### Work request:
Set down the lines below exactly as they stand, please. Go from the first through the one containing "strategy for inference.".

[Collected data]
☆ ☆ ☆

// Hyperparameter configuration
//
// Loaded once at process start and passed by reference; never mutated during
// a run. Unknown keys are a configuration error, missing keys fall back to
// the defaults below.

use serde::{Deserialize, Serialize};

use crate::errors::ConfigError;

/// Decoding strategy for inference.
#[derive(Debug, Clone, Copy, PartialEq, Eq, Serialize, Deserialize, Default)]
#[serde(rename_all = "lowercase")]
pub enum DecodeStrategy {
    #[default]
    Greedy,
    Beam,
}

/// What to do with a source text longer than `max_seq_len` tokens at dataset
/// build time. Inference never truncates; this only applies to training rows.
#[derive(Debug, Clone, Copy, PartialEq, Eq, Serialize, Deserialize, Default)]
#[serde(rename_all = "lowercase")]
pub enum OversizePolicy {
    /// Keep the longest clean token prefix and the gold records it still
    /// covers.
    #[default]
    Truncate,
    /// Skip the row entirely.
    Drop,
}

/// Hyperparameters for training and inference.
#[derive(Debug, Clone, PartialEq, Serialize, Deserialize)]
#[serde(deny_unknown_fields)]
pub struct HyperParams {
    /// Directory holding the backbone to start from (model.json,
    /// tokenizer.json, optional model.safetensors).
    #[serde(default = "default_backbone")]
    pub backbone: String,

    #[serde(default = "default_learning_rate")]
    pub learning_rate: f64,

    #[serde(default = "default_batch_size")]
    pub batch_size: usize,

    /// Maximum source length in backbone tokens, for both training rows and
    /// inference inputs.
    #[serde(default = "default_max_seq_len")]
    pub max_seq_len: usize,

    #[serde(default = "default_epochs")]
    pub epochs: usize,

    #[serde(default)]
    pub decode_strategy: DecodeStrategy,

    #[serde(default = "default_beam_width")]
    pub beam_width: usize,

    /// Generation budget for one linearization.
    #[serde(default = "default_max_new_tokens")]
    pub max_new_tokens: usize,

    /// Checkpoint every N epochs; the final epoch always checkpoints.
    #[serde(default = "default_checkpoint_every")]
    pub checkpoint_every: usize,

    #[serde(default = "default_max_checkpoints")]
    pub max_checkpoints: usize,

    /// Seed for the per-epoch example shuffle.
    #[serde(default = "default_shuffle_seed")]
    pub shuffle_seed: u64,

    #[serde(default)]
    pub oversize_policy: OversizePolicy,
}

fn default_backbone() -> String {
    "models/base".to_string()
}
fn default_learning_rate() -> f64 {
    5e-5
}
fn default_batch_size() -> usize {
    8
}
fn default_max_seq_len() -> usize {
    256
}
fn default_epochs() -> usize {
    3
}
fn default_beam_width() -> usize {
    4
}
fn default_max_new_tokens() -> usize {
    128
}
fn default_checkpoint_every() -> usize {
    1
}
fn default_max_checkpoints() -> usize {
    5
}
fn default_shuffle_seed() -> u64 {
    42
}

impl Default for HyperParams {
    fn default() -> Self {
        // An empty TOML document deserializes to all defaults.
        toml::from_str("").expect("defaults must deserialize")
    }
}

impl HyperParams {
    /// Validate value ranges. Run once at load time.
    pub fn validate(&self) -> Result<(), ConfigError> {
        if !(self.learning_rate.is_finite() && self.learning_rate > 0.0) {
            return Err(invalid("learning_rate", "must be a positive finite number"));
        }
        if self.batch_size == 0 {
            return Err(invalid("batch_size", "must be greater than zero"));
        }
        if self.max_seq_len == 0 {
            return Err(invalid("max_seq_len", "must be greater than zero"));
        }
        if self.epochs == 0 {
            return Err(invalid("epochs", "must be greater than zero"));
        }
        if self.beam_width == 0 {
            return Err(invalid("beam_width", "must be at least 1"));
        }
        if self.max_new_tokens == 0 {
            return Err(invalid("max_new_tokens", "must be greater than zero"));
        }
        if self.checkpoint_every == 0 {
            return Err(invalid("checkpoint_every", "must be at least 1"));
        }
        if self.max_checkpoints == 0 {
            return Err(invalid("max_checkpoints", "must be at least 1"));
        }
        Ok(())
    }
}

fn invalid(key: &'static str, reason: &str) -> ConfigError {
    ConfigError::Invalid { key, reason: reason.to_string() }
}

☆ ☆ ☆

### Response to the exercise:
// Hyperparameter configuration
//
// Loaded once at process start and passed by reference; never mutated during
// a run. Unknown keys are a configuration error, missing keys fall back to
// the defaults below.

use serde::{Deserialize, Serialize};

use crate::errors::ConfigError;

/// Decoding strategy for inference.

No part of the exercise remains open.